# What you will do
The word to find is "document". Copy each line of the material that contains it.

--------------------

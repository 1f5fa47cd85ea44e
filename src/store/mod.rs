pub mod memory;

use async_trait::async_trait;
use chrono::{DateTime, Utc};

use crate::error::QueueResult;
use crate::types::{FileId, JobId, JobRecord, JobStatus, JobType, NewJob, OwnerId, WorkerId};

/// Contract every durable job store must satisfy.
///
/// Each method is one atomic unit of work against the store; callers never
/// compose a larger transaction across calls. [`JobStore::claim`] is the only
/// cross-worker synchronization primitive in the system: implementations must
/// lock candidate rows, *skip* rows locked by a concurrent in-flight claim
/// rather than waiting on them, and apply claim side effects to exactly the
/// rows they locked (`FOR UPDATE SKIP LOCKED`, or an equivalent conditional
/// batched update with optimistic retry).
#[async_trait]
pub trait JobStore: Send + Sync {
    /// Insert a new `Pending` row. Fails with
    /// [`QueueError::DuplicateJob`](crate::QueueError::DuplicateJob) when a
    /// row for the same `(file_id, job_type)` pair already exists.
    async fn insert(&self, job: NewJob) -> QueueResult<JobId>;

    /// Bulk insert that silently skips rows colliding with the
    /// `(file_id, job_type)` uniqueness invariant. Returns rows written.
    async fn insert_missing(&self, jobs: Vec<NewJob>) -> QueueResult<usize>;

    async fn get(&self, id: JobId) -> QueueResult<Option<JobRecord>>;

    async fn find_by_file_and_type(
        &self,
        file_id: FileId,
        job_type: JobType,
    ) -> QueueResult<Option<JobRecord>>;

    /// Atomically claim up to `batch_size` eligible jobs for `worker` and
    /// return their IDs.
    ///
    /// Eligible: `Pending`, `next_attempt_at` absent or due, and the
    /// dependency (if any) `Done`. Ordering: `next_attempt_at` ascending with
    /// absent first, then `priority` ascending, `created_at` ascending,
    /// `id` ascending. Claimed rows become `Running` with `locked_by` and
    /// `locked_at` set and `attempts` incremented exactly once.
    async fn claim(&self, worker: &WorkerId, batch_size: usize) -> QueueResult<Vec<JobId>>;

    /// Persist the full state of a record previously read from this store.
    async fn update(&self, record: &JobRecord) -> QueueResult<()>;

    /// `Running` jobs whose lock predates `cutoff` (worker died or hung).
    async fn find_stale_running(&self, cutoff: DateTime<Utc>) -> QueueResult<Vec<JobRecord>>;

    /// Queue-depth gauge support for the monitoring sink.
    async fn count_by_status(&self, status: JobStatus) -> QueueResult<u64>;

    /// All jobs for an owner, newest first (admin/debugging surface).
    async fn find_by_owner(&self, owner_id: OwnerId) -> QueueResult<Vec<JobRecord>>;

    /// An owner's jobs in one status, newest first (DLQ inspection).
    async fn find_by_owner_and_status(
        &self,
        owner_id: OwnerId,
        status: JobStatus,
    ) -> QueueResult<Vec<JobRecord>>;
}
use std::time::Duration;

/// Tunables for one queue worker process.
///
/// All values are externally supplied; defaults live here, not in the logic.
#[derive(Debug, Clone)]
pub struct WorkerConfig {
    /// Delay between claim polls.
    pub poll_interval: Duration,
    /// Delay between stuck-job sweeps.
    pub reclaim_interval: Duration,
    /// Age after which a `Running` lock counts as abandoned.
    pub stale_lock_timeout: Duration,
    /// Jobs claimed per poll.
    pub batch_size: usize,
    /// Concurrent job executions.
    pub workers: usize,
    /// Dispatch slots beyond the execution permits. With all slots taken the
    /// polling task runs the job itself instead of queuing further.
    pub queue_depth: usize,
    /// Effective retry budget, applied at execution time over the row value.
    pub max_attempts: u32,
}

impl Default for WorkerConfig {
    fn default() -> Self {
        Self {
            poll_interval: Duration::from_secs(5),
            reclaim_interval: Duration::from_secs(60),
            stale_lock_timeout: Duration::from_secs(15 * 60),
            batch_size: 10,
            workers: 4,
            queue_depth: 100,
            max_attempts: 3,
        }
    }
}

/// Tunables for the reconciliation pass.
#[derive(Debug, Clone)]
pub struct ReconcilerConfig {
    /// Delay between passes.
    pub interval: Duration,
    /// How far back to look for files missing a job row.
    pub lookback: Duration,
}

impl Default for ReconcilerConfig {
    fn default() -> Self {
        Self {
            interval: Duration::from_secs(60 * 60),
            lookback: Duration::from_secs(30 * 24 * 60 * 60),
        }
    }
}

--------------------

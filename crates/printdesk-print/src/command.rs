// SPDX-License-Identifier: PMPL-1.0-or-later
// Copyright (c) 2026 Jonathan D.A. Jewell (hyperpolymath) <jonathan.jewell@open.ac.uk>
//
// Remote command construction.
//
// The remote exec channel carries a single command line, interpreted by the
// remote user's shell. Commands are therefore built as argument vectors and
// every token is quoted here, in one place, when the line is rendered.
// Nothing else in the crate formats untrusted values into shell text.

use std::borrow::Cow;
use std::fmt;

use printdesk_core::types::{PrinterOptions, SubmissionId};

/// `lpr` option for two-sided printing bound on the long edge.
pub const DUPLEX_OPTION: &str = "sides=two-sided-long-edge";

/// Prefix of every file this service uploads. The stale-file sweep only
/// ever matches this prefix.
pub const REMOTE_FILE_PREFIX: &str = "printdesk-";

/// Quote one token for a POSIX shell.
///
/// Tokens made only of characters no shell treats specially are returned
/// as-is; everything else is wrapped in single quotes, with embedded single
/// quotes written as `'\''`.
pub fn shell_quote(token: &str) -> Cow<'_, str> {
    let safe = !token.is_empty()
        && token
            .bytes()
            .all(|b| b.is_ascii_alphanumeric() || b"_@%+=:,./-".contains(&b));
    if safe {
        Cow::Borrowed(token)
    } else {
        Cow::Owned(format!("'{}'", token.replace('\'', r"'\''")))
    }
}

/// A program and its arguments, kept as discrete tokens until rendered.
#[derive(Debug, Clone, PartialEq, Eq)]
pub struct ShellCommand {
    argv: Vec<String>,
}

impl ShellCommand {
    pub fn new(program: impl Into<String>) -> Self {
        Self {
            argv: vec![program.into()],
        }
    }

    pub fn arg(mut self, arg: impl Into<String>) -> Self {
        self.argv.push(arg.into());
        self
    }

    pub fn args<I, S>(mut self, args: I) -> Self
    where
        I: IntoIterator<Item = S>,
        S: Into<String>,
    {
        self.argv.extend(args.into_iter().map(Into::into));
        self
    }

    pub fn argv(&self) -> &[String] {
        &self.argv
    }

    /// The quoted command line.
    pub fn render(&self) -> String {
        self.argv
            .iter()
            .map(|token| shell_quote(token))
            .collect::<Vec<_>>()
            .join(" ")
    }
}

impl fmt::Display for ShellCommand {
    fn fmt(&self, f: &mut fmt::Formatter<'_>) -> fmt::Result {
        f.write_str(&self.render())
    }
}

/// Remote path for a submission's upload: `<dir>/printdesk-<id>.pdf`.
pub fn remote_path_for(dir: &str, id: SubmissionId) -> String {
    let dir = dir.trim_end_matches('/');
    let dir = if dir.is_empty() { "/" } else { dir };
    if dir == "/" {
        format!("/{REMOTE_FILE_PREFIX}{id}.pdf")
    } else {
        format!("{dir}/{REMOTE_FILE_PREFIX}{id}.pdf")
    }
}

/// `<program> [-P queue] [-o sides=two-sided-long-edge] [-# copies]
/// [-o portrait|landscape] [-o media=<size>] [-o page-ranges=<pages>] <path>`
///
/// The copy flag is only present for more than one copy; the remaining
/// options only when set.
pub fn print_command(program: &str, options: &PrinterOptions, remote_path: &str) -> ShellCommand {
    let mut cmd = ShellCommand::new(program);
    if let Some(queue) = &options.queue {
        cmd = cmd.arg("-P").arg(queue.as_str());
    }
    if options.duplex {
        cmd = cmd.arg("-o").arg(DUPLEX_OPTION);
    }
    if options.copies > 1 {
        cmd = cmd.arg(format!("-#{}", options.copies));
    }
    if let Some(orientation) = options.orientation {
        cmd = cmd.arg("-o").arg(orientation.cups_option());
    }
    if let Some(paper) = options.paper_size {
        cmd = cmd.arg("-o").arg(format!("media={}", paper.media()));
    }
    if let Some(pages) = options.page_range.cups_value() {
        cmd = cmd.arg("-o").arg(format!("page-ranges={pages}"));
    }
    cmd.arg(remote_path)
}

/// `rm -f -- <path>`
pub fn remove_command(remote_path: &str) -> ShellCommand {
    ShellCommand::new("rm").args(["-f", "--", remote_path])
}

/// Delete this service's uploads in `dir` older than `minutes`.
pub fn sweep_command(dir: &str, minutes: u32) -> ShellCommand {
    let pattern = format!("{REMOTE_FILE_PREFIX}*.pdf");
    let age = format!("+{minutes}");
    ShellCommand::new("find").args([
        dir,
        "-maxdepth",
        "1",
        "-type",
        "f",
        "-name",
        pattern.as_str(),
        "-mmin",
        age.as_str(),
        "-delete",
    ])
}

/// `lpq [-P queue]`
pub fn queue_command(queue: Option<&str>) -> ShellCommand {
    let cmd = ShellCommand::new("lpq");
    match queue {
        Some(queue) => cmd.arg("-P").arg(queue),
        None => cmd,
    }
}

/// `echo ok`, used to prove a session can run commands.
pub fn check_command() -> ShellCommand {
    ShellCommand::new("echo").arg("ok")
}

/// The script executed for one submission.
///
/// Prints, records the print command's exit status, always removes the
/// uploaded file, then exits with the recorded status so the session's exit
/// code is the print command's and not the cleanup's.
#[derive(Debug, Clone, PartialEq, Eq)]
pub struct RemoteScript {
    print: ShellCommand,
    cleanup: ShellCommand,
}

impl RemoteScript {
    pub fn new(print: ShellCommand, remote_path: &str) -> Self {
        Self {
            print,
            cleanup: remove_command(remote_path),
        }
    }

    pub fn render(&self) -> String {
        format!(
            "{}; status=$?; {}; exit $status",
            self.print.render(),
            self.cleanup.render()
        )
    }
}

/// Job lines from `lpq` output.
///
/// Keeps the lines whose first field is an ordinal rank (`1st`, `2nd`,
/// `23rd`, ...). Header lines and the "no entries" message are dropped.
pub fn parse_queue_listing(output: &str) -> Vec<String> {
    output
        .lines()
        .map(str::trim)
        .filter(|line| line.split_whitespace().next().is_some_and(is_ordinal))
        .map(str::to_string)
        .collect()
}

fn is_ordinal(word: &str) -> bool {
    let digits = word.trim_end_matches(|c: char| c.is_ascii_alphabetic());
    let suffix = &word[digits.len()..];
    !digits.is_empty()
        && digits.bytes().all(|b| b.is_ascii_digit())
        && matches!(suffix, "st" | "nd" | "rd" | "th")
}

--------------------

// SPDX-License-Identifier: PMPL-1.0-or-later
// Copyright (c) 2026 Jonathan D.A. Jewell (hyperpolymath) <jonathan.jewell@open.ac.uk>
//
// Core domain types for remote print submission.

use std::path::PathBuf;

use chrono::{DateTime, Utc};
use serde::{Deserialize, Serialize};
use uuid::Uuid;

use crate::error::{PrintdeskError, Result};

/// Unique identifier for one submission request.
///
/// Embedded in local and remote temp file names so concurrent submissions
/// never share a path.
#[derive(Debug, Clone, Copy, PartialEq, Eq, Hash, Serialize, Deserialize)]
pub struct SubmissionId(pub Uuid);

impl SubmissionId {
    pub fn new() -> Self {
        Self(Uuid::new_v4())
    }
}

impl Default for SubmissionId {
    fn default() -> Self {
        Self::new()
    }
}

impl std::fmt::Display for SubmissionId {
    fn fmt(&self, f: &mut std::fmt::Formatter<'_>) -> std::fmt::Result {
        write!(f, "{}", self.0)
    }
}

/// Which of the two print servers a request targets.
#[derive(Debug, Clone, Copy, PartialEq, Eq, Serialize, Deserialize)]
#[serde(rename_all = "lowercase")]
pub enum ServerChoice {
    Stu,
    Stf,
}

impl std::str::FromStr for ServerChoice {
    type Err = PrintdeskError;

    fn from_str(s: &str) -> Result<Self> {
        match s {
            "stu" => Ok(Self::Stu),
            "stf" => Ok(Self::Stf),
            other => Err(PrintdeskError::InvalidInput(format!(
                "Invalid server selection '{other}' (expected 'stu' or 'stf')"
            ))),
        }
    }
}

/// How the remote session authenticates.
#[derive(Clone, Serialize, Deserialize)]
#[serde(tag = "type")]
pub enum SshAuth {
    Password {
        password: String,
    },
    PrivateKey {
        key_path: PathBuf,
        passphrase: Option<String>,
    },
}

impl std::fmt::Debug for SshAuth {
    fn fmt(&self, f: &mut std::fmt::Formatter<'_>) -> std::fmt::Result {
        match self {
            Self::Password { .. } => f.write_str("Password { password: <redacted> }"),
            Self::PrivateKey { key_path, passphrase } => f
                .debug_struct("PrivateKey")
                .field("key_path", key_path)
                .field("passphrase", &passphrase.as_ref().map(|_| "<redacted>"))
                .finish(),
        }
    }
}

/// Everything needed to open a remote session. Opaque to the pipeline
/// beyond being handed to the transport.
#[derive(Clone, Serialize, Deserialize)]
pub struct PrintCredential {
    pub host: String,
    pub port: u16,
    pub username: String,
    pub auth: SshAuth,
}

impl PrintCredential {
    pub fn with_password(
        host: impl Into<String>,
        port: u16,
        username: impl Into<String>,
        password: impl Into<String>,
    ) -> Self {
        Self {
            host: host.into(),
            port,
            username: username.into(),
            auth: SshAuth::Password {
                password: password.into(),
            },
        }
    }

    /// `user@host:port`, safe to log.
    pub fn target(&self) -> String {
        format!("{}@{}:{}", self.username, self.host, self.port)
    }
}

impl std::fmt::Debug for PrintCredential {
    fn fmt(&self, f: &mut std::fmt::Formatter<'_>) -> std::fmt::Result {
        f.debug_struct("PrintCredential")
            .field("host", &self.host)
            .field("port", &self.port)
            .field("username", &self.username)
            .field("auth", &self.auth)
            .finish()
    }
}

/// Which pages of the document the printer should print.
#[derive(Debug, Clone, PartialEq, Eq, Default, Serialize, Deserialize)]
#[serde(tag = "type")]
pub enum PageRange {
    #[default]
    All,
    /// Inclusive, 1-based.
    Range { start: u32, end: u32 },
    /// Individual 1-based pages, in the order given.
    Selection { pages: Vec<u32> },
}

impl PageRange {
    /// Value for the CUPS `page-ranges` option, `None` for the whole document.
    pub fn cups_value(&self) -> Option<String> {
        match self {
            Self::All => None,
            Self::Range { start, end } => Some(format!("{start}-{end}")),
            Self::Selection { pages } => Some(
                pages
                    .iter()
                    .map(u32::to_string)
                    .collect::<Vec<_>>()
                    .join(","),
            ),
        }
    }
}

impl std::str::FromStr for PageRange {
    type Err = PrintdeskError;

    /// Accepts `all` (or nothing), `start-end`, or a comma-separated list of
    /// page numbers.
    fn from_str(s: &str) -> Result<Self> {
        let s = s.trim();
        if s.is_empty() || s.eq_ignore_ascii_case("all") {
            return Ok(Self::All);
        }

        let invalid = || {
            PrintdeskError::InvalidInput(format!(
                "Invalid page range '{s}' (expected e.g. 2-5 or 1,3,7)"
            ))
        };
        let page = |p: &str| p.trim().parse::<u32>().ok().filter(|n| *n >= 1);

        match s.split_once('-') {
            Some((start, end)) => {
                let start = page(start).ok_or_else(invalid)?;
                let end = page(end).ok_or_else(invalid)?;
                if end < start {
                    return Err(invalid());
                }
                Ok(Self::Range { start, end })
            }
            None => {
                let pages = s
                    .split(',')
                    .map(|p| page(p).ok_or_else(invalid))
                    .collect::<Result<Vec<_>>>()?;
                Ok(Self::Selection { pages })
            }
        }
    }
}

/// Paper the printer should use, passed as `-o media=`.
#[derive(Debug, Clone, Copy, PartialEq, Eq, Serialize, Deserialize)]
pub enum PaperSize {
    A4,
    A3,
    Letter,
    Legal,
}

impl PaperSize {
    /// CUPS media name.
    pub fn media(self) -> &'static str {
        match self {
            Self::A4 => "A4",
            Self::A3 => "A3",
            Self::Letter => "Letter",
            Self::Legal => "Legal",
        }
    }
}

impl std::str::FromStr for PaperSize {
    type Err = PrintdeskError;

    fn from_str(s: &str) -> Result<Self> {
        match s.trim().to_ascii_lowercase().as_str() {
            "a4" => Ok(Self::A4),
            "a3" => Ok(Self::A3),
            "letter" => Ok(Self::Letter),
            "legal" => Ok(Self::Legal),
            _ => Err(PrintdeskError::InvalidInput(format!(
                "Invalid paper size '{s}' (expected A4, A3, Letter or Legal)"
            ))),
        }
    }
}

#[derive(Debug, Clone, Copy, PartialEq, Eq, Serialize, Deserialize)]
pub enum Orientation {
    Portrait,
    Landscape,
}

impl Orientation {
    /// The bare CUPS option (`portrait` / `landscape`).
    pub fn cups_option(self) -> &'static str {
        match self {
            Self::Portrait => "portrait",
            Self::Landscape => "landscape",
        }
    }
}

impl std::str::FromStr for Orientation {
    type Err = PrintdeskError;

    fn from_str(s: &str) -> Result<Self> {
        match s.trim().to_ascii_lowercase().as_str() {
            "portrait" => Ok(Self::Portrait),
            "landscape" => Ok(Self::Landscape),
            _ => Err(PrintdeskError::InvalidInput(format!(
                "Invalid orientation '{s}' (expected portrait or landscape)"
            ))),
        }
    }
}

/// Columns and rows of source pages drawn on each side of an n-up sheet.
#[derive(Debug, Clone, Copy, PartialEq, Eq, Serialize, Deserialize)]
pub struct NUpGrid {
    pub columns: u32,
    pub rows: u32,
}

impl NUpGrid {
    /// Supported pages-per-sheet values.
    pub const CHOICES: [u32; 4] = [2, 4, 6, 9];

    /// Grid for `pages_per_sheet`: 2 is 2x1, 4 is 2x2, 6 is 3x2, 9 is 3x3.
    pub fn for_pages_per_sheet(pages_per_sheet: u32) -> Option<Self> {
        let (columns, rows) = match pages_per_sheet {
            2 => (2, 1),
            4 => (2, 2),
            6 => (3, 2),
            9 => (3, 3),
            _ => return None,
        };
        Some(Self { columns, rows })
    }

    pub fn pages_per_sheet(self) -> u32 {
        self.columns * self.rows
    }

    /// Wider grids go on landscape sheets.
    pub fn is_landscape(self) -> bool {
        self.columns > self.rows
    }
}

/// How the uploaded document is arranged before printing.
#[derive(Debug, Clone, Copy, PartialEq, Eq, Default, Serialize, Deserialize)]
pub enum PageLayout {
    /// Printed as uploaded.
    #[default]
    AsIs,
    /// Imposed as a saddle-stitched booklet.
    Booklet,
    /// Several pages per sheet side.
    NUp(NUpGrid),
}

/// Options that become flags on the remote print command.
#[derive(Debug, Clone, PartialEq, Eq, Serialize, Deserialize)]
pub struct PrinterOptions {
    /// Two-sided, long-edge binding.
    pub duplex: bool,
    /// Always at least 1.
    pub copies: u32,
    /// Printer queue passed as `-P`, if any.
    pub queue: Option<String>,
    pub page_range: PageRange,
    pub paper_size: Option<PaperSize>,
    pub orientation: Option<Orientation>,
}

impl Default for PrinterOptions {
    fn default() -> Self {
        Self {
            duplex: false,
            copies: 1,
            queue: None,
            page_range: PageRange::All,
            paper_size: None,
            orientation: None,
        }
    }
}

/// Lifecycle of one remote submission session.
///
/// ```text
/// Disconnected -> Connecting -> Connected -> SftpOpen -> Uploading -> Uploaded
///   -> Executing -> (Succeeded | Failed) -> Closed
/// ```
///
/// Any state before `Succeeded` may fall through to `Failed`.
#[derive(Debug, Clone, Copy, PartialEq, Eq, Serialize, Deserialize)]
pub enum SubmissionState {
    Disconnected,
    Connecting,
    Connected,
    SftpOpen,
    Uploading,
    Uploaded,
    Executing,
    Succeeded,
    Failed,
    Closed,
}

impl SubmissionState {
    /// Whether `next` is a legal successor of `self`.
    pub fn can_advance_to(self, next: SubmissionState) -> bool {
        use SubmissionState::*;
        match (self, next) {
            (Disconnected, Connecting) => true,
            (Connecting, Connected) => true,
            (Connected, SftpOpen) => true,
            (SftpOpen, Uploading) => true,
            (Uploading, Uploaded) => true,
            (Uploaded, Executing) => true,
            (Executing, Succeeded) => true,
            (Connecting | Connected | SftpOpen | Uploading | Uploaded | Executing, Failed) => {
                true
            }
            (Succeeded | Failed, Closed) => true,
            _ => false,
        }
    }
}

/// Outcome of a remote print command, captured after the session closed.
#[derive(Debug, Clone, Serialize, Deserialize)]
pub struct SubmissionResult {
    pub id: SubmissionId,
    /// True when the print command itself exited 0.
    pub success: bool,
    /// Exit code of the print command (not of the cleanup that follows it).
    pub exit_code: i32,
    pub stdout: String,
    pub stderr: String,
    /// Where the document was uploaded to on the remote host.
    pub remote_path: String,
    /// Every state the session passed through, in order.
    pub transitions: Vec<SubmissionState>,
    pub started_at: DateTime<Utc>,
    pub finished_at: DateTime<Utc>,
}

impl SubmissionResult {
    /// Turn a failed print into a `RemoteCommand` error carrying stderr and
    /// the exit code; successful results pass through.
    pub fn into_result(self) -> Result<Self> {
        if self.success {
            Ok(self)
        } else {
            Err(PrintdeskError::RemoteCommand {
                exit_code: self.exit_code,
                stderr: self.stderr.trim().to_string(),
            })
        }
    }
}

--------------------

# Written answer
/// Which pages of the document the printer should print.
    /// Value for the CUPS `page-ranges` option, `None` for the whole document.
/// How the uploaded document is arranged before printing.
    /// Where the document was uploaded to on the remote host.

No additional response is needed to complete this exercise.